TASK ITEM: Please copy out the entries until you have copied the line that contains "- List, optionally", beginning with the first line.

====================

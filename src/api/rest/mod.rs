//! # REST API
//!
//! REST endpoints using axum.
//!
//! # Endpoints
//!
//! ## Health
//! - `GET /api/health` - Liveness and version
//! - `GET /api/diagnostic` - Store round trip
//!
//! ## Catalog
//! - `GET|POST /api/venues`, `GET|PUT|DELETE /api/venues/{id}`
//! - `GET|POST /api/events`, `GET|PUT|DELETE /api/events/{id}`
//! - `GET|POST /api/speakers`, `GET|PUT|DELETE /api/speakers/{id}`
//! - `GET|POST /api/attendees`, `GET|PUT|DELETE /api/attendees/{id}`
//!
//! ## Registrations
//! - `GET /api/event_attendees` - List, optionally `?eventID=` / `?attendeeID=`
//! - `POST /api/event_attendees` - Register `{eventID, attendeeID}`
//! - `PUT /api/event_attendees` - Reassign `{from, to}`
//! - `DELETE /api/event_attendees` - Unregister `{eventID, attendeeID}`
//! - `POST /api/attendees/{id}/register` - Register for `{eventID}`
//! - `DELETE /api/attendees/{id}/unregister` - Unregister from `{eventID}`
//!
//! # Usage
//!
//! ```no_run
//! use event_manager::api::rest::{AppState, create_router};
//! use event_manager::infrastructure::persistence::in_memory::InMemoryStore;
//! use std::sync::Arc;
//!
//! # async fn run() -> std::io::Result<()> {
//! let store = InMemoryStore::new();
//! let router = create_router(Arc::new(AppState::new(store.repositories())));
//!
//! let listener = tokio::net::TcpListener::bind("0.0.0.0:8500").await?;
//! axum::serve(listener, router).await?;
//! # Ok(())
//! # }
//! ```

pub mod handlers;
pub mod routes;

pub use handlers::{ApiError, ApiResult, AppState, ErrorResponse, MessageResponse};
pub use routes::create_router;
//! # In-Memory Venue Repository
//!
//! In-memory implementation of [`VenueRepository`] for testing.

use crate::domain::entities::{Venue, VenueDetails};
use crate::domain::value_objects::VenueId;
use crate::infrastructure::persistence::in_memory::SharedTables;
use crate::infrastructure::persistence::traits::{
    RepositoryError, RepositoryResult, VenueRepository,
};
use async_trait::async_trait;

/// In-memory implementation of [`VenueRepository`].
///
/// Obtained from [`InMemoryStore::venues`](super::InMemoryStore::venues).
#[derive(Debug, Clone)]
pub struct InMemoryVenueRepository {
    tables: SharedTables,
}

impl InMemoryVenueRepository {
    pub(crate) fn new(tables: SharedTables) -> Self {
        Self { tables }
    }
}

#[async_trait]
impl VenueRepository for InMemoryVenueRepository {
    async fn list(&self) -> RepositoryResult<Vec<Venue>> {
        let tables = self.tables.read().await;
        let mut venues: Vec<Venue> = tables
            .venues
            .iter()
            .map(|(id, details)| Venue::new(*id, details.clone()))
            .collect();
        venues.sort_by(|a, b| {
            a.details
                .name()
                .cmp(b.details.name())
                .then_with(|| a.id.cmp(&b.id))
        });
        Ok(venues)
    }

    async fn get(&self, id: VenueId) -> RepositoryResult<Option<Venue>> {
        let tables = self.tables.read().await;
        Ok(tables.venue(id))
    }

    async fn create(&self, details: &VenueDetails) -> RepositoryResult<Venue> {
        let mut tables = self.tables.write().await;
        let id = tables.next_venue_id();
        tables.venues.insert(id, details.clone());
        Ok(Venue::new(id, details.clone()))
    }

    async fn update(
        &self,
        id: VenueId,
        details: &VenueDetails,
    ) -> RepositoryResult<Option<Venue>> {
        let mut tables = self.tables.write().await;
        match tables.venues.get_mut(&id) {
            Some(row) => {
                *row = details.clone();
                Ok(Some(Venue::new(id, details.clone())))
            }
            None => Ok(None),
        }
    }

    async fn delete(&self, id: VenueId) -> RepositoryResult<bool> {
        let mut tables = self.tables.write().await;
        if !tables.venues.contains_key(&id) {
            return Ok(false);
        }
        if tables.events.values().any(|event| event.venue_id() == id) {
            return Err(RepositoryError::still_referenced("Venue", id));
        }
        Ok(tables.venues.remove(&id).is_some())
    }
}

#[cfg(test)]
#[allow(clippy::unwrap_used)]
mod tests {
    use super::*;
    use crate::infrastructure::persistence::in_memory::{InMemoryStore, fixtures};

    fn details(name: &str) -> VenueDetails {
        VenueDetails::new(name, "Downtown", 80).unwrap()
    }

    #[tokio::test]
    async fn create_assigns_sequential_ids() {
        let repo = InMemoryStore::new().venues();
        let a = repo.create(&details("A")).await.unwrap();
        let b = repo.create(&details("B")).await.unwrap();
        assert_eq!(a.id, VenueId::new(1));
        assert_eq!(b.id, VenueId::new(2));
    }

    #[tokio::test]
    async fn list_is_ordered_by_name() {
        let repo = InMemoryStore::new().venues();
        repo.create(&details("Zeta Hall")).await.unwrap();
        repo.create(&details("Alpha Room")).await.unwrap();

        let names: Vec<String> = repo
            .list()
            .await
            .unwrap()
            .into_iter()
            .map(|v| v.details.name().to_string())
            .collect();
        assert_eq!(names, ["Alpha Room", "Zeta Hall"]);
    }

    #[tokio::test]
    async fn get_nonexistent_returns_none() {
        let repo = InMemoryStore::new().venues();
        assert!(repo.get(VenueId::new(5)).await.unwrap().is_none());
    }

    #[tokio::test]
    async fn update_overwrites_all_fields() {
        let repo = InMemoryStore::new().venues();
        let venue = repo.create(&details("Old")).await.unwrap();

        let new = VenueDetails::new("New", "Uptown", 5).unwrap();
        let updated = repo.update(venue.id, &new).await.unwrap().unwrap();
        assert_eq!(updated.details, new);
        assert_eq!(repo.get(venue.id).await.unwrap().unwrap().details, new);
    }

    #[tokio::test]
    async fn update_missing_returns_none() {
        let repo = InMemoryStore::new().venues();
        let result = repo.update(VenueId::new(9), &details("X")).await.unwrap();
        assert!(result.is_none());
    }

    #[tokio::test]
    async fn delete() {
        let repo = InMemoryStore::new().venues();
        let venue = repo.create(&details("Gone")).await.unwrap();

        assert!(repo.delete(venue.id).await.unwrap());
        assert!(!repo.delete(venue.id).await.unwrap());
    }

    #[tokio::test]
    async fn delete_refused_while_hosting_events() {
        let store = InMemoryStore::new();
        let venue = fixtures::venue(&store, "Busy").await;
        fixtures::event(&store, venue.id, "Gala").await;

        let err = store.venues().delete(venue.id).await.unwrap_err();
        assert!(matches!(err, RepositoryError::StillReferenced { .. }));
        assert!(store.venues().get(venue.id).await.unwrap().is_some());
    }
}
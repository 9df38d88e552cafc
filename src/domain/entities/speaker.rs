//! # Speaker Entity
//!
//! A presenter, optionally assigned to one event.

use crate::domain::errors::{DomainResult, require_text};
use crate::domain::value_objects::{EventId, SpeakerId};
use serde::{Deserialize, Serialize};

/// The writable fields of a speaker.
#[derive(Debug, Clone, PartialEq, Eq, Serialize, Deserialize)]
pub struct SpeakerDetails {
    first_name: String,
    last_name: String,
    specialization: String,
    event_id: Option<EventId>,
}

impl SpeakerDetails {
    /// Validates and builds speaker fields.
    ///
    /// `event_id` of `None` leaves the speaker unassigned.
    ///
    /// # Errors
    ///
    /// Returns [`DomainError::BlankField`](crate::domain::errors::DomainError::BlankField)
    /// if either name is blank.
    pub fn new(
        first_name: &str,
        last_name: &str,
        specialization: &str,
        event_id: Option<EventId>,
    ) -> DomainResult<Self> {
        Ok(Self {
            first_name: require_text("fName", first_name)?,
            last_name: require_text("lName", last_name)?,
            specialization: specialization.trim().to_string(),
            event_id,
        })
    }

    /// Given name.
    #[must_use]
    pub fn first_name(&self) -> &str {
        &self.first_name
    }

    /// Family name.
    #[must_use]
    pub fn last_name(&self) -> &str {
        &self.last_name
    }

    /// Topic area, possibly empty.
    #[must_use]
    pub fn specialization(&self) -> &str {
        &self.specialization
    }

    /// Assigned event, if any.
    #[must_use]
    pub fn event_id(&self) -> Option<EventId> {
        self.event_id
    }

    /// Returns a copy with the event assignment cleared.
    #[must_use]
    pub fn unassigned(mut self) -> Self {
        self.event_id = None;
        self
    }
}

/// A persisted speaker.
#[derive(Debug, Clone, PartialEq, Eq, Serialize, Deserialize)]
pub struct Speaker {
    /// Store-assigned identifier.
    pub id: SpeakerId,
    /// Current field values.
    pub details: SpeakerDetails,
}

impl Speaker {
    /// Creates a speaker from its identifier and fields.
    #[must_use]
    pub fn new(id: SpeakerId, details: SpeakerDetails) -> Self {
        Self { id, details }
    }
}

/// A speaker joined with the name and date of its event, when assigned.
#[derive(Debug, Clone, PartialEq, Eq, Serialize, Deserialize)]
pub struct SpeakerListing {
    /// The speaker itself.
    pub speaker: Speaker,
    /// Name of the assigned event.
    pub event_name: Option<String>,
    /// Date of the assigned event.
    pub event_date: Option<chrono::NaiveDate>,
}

====================

ANSWER:
filename src/api/rest/mod.rs
//! # REST API
//!
//! REST endpoints using axum.
//!
//! # Endpoints
//!
//! ## Health
//! - `GET /api/health` - Liveness and version
//! - `GET /api/diagnostic` - Store round trip
//!
//! ## Catalog
//! - `GET|POST /api/venues`, `GET|PUT|DELETE /api/venues/{id}`
//! - `GET|POST /api/events`, `GET|PUT|DELETE /api/events/{id}`
//! - `GET|POST /api/speakers`, `GET|PUT|DELETE /api/speakers/{id}`
//! - `GET|POST /api/attendees`, `GET|PUT|DELETE /api/attendees/{id}`
//!
//! ## Registrations
//! - `GET /api/event_attendees` - List, optionally `?eventID=` / `?attendeeID=`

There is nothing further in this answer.